When tracing the most pure and nascent evolutionary steps of death/doom metal throughout the 1980’s each act that’d become a new pillar distinctly owes some rhythmic dues to the Hellhammer‘s clairvoyance into the future, Dream Death‘s righteous doomed-thrash mangling of those forms, and (depending on region) Sempiternal Deathreign‘s own distraught teenaged gloom. By 1990 at least three notable bands had gotten the death metal aspect of this sound ‘right’ enough that the combination of metal sub-genres began to make sense as its own ‘thing’; Paradise Lost, Winter, and Cianide each took their own chalice of primordial ooze from extreme metal progenitors and created their own specific and lasting tributes. When attempting to draw my own crooked line towards the inception of a well-established and tirelessly die-hard band such as Cianide it might be more important to additionally consider Slaughter‘s maniacal chainsawing as well as the general Chicago area extreme metal scene of the late 80’s, which was more than just another violent teenaged suburban revolution. The barbaric bluntness of death metal that arose in the Midwest as the decade progressed was no mistake within these spheres of influence and Cianide remain an important constant. But we’re all living well beyond those old and well-trodden 80’s and 90’s, eh? Three decades later Cianide have countless releases to their name including six full-lengths that’d see their sound modulated between different extremes while always retaining a signature sound first defined on ‘A Descent Into Hell’ (1994).

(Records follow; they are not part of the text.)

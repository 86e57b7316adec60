//! Undo/redo functionality
//!
//! Linear snapshot log. Every mutating action records the state *before* it
//! changes anything; the live state is appended lazily, on the first undo
//! after a change, so that redo can return to it.
//!
//! Cursor model: while the live state has not been recorded it occupies a
//! virtual slot right after the last stored entry, so `index()`/`len()`
//! always describe the log as the user sees it.

use super::{SceneDocument, SceneState};

/// Default number of undo steps kept
pub const DEFAULT_HISTORY_CAPACITY: usize = 20;

/// Bounded linear history of deep-copied snapshots
#[derive(Debug, Clone)]
pub struct History<T> {
    entries: Vec<T>,
    /// Position of the live state in `entries` (valid only when `live_recorded`)
    index: usize,
    /// `entries[index]` holds the live state
    live_recorded: bool,
    /// Maximum number of undo steps
    capacity: usize,
}

impl<T: Clone> Default for History<T> {
    fn default() -> Self {
        Self::new(DEFAULT_HISTORY_CAPACITY)
    }
}

impl<T: Clone> History<T> {
    pub fn new(capacity: usize) -> Self {
        Self {
            entries: Vec::new(),
            index: 0,
            live_recorded: false,
            capacity: capacity.max(1),
        }
    }

    /// Record `current` as the state preceding a mutation.
    ///
    /// Discards any redo branch.
    pub fn push(&mut self, current: &T) {
        if self.live_recorded {
            self.entries.truncate(self.index);
        }
        self.entries.push(current.clone());
        self.live_recorded = false;
        self.retain_undo_steps(self.capacity);
    }

    /// Step back. Returns the state to restore, or `None` when nothing to undo.
    pub fn undo(&mut self, current: &T) -> Option<T> {
        if !self.can_undo() {
            return None;
        }
        if !self.live_recorded {
            self.entries.push(current.clone());
            self.index = self.entries.len() - 1;
            self.live_recorded = true;
        }
        self.index -= 1;
        Some(self.entries[self.index].clone())
    }

    /// Step forward. Returns the state to restore, or `None` when nothing to redo.
    pub fn redo(&mut self) -> Option<T> {
        if !self.can_redo() {
            return None;
        }
        self.index += 1;
        Some(self.entries[self.index].clone())
    }

    /// Collapse the log to a single entry equal to `current`
    pub fn clear(&mut self, current: &T) {
        self.entries.clear();
        self.entries.push(current.clone());
        self.index = 0;
        self.live_recorded = true;
    }

    /// Logical cursor
    pub fn index(&self) -> usize {
        if self.live_recorded {
            self.index
        } else {
            self.entries.len()
        }
    }

    /// Logical length, including the pending live state
    pub fn len(&self) -> usize {
        if self.live_recorded || self.entries.is_empty() {
            self.entries.len()
        } else {
            self.entries.len() + 1
        }
    }

    pub fn is_empty(&self) -> bool {
        self.entries.is_empty()
    }

    pub fn can_undo(&self) -> bool {
        self.index() > 0
    }

    pub fn can_redo(&self) -> bool {
        !self.is_empty() && self.index() < self.len() - 1
    }

    pub fn capacity(&self) -> usize {
        self.capacity
    }

    /// Change the cap, evicting the oldest entries if needed
    pub fn set_capacity(&mut self, capacity: usize) {
        self.capacity = capacity.max(1);
        self.retain_undo_steps(self.capacity);
    }

    /// Drop the oldest entries until at most `steps` undo steps remain.
    ///
    /// Relative order is preserved and the cursor keeps pointing at the
    /// live state. Redo entries are never dropped here.
    pub fn retain_undo_steps(&mut self, steps: usize) {
        let undo_steps = self.index();
        if undo_steps <= steps {
            return;
        }
        let excess = undo_steps - steps;
        self.entries.drain(..excess);
        if self.live_recorded {
            self.index -= excess;
        }
    }
}

impl SceneState {
    /// Undo last change
    pub fn undo(&mut self) {
        if let Some(prev) = self.history.undo(&self.document) {
            self.document = prev;
            self.version += 1;
            tracing::debug!(index = self.history.index(), "undo");
        }
    }

    /// Redo last undone change
    pub fn redo(&mut self) {
        if let Some(next) = self.history.redo() {
            self.document = next;
            self.version += 1;
            tracing::debug!(index = self.history.index(), "redo");
        }
    }

    /// Check if undo is available
    pub fn can_undo(&self) -> bool {
        self.history.can_undo()
    }

    /// Check if redo is available
    pub fn can_redo(&self) -> bool {
        self.history.can_redo()
    }

    /// Forget all undo information, keeping the live document
    pub fn clear_history(&mut self) {
        self.history.clear(&self.document);
        tracing::debug!("history cleared");
    }

    pub fn history(&self) -> &History<SceneDocument> {
        &self.history
    }

    pub fn set_history_capacity(&mut self, capacity: usize) {
        self.history.set_capacity(capacity);
    }

    /// Halve the undo depth, used to reclaim space when a cache write fails
    pub(crate) fn shrink_history(&mut self) {
        let keep = self.history.index() / 2;
        self.history.retain_undo_steps(keep);
        tracing::warn!(kept = keep, "history trimmed");
    }
}

#[cfg(test)]
mod tests {
    use super::*;

    /// Drive a history the way SceneState does: push before every change.
    struct Doc {
        value: i32,
        history: History<i32>,
    }

    impl Doc {
        fn new(capacity: usize) -> Self {
            Self {
                value: 0,
                history: History::new(capacity),
            }
        }

        fn set(&mut self, v: i32) {
            self.history.push(&self.value);
            self.value = v;
        }

        fn undo(&mut self) {
            if let Some(v) = self.history.undo(&self.value) {
                self.value = v;
            }
        }

        fn redo(&mut self) {
            if let Some(v) = self.history.redo() {
                self.value = v;
            }
        }
    }

    #[test]
    fn test_initial_empty() {
        let h: History<i32> = History::default();
        assert!(h.is_empty());
        assert_eq!(h.len(), 0);
        assert!(!h.can_undo());
        assert!(!h.can_redo());
    }

    #[test]
    fn test_undo_on_empty_is_noop() {
        let mut d = Doc::new(10);
        d.undo();
        d.redo();
        assert_eq!(d.value, 0);
    }

    #[test]
    fn test_single_change_undo_redo() {
        let mut d = Doc::new(10);
        d.set(1);
        assert!(d.history.can_undo());
        assert!(!d.history.can_redo());

        d.undo();
        assert_eq!(d.value, 0);
        assert!(!d.history.can_undo());
        assert!(d.history.can_redo());

        d.redo();
        assert_eq!(d.value, 1);
        assert!(!d.history.can_redo());
    }

    #[test]
    fn test_undo_all_returns_to_start() {
        let mut d = Doc::new(10);
        for v in 1..=5 {
            d.set(v);
        }
        for _ in 0..5 {
            d.undo();
        }
        assert_eq!(d.value, 0);
        for _ in 0..5 {
            d.redo();
        }
        assert_eq!(d.value, 5);
    }

    #[test]
    fn test_new_edit_discards_redo_branch() {
        let mut d = Doc::new(10);
        d.set(1);
        d.set(2);
        d.set(3);
        d.undo();
        d.undo();
        assert_eq!(d.value, 1);

        d.set(10);
        assert!(!d.history.can_redo());
        d.redo();
        assert_eq!(d.value, 10);

        d.undo();
        assert_eq!(d.value, 1);
        d.undo();
        assert_eq!(d.value, 0);
        assert!(!d.history.can_undo());
    }

    #[test]
    fn test_cursor_invariants() {
        let mut d = Doc::new(10);
        d.set(1);
        d.set(2);
        let check = |h: &History<i32>| {
            assert!(h.index() < h.len());
            assert_eq!(h.can_undo(), h.index() > 0);
            assert_eq!(h.can_redo(), h.index() < h.len() - 1);
        };
        check(&d.history);
        d.undo();
        check(&d.history);
        d.undo();
        check(&d.history);
        d.redo();
        check(&d.history);
    }

    #[test]
    fn test_capacity_evicts_oldest() {
        let mut d = Doc::new(3);
        for v in 1..=6 {
            d.set(v);
        }
        let mut seen = vec![d.value];
        while d.history.can_undo() {
            d.undo();
            seen.push(d.value);
        }
        assert_eq!(seen, vec![6, 5, 4, 3]);
    }

    #[test]
    fn test_set_capacity_keeps_cursor_on_live_state() {
        let mut d = Doc::new(10);
        for v in 1..=6 {
            d.set(v);
        }
        d.undo();
        d.undo();
        assert_eq!(d.value, 4);

        d.history.set_capacity(2);
        assert!(d.history.index() <= 2);
        d.redo();
        assert_eq!(d.value, 5);
        d.undo();
        d.undo();
        d.undo();
        assert_eq!(d.value, 2);
        assert!(!d.history.can_undo());
    }

    #[test]
    fn test_clear_collapses_log() {
        let mut d = Doc::new(10);
        d.set(1);
        d.set(2);
        d.undo();
        d.history.clear(&d.value);
        assert_eq!(d.history.len(), 1);
        assert!(!d.history.can_undo());
        assert!(!d.history.can_redo());

        d.set(7);
        d.undo();
        assert_eq!(d.value, 1);
    }

    #[test]
    fn test_retain_undo_steps() {
        let mut d = Doc::new(10);
        for v in 1..=4 {
            d.set(v);
        }
        d.history.retain_undo_steps(1);
        d.undo();
        assert_eq!(d.value, 3);
        assert!(!d.history.can_undo());
    }
}
//! Substrate elevation profile.
//!
//! Control points live in percentage space (x across the tank width, y as
//! height above the base layer). Every input is clamped to `[0, 100]`; there
//! is no error path. Points are kept in insertion order and only sorted when
//! the outline is produced.

use glam::DVec2;
use kurbo::{BezPath, Point};
use shared::{ElevationPoint, PointId};

/// The profile is always at least a line
pub const MIN_POINTS: usize = 2;

pub fn clamp_percent(value: f64) -> f64 {
    if value.is_nan() {
        0.0
    } else {
        value.clamp(0.0, 100.0)
    }
}

/// Append a point with a fresh id
pub fn add_point(points: &mut Vec<ElevationPoint>, x: f64, y: f64) -> PointId {
    let id = format!("point-{}", uuid::Uuid::new_v4());
    points.push(ElevationPoint {
        id: id.clone(),
        x: clamp_percent(x),
        y: clamp_percent(y),
    });
    id
}

/// Move a point; returns false when the id is unknown
pub fn update_point(
    points: &mut [ElevationPoint],
    id: &str,
    x: Option<f64>,
    y: Option<f64>,
) -> bool {
    let Some(point) = points.iter_mut().find(|p| p.id == id) else {
        return false;
    };
    if let Some(x) = x {
        point.x = clamp_percent(x);
    }
    if let Some(y) = y {
        point.y = clamp_percent(y);
    }
    true
}

/// Whether removing `id` is allowed
pub fn can_remove(points: &[ElevationPoint], id: &str) -> bool {
    points.len() > MIN_POINTS && points.iter().any(|p| p.id == id)
}

/// Remove a point unless that would leave fewer than two
pub fn remove_point(points: &mut Vec<ElevationPoint>, id: &str) -> bool {
    if !can_remove(points, id) {
        return false;
    }
    points.retain(|p| p.id != id);
    true
}

/// Points ordered left to right
pub fn sorted_by_x(points: &[ElevationPoint]) -> Vec<&ElevationPoint> {
    let mut sorted: Vec<&ElevationPoint> = points.iter().collect();
    sorted.sort_by(|a, b| a.x.total_cmp(&b.x));
    sorted
}

/// Closed outline of the substrate in pixel space.
///
/// Starts at the bottom-left corner, visits every control point left to
/// right and ends at the bottom-right corner; the edge back to the first
/// vertex is implied.
pub fn to_path(
    points: &[ElevationPoint],
    base_height_percent: f64,
    width: f64,
    height: f64,
) -> Vec<DVec2> {
    let base_px = clamp_percent(base_height_percent) / 100.0 * height;
    let mut outline = Vec::with_capacity(points.len() + 2);
    outline.push(DVec2::new(0.0, height));
    outline.extend(sorted_by_x(points).into_iter().map(|p| {
        DVec2::new(
            p.x / 100.0 * width,
            height - base_px - p.y / 100.0 * base_px,
        )
    }));
    outline.push(DVec2::new(width, height));
    outline
}

/// Outline as a closed path for the renderer
pub fn to_bez_path(
    points: &[ElevationPoint],
    base_height_percent: f64,
    width: f64,
    height: f64,
) -> BezPath {
    let mut path = BezPath::new();
    for (i, v) in to_path(points, base_height_percent, width, height)
        .into_iter()
        .enumerate()
    {
        let p = Point::new(v.x, v.y);
        if i == 0 {
            path.move_to(p);
        } else {
            path.line_to(p);
        }
    }
    path.close_path();
    path
}
//! Procedural placement of generated element batches.

pub mod carpet;

pub use carpet::{generate_carpet, CarpetConfig};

Cianide‘s monumental sixth album (‘Gods of Death‘, 2011) felt as if it had released an eternity beyond ‘Hell’s Rebirth’ (2005) and I’d echo that sentiment with their latest EP, ‘Unhumanized’. As if compelled through geologic time they’ve slugged out another patented set of songs that are unquestionably the unbending will of the oft-imitated (and borrowed from) Cianide. Consider all the joyously putrid caveman death metal clogging all veins these last five years and no doubt at least a third of them hold fast comparison to this ‘power trio’ menace; As the proverbial new wave chugs out fairly standard death/doom influenced records left and right few of these inspired youths have developed their own key personality traits such as those of Cianide, who own the intensity amplifying ‘open-wah’ guitar tone and the wildly bent, momentum capitalizing doom-thrash riffing they’re best known for. In terms of the best doom and death metal through the ages, separate or combined, simplicity is power and ‘Unhumanized’ may as well be the blueprint for the congealed strength of both practices but that doesn’t mean it sounds like that ‘The Dying Truth’ reissue you’ve had on your shelf for a few years; In fact much more speed and power has enhanced their fusion in the span of these last couple of decades since.
Two minutes into “Serpent’s Wake” and you’re ready to receive the most pure essence of Cianide condensed between the finessed simplicity of the warbling bent riff that flows into the ensuing ‘To Mega Therion’-worthy grind. The riffs aren’t ostensibly ‘caveman’ but without a grasp of clever songwriting and an unpretentious true heavy metal attitude it is hard to see many modern death/doom bands as carriers of even half of the personality that these guys manage so effortlessly. And I don’t intend for this review to be some kind of masturbatory worship of the band, they’ve been consistent to a fault in the past, but ‘Unhumanized’ drops into the bucket-end of 2019 to bleach the waters of death metal’s most bland infections and reminds me how effective the real thing is versus their spawned influence.
“Weapon of Curse” is a fine example of the stairway to hell Cianide would find around 1997 with their third album, pushing up towards brutal horizons of jog n’ stomp dynamism and then past them into greater variation with their next several albums. It’d be fair to say that ‘Unhallowed’ is just a good hit of the Cianide folks know and love nothing more, nothing less and the major notes to make include some streamlined writing and a cleaner, bigger sound than their records in the 2000’s. That said, if you like this and don’t own ‘Hell’s Rebirth’, ‘Death, Doom & Destruction’ you’ve definitely missed out by only focusing on their early 90’s stuff. I took to this record immediately as a longtime fan who’d discovered the band from their split with Nunslaughter around 2002. Up there with the best of December this year and exactly the sort of record I’d want from Cianide. High recommendation.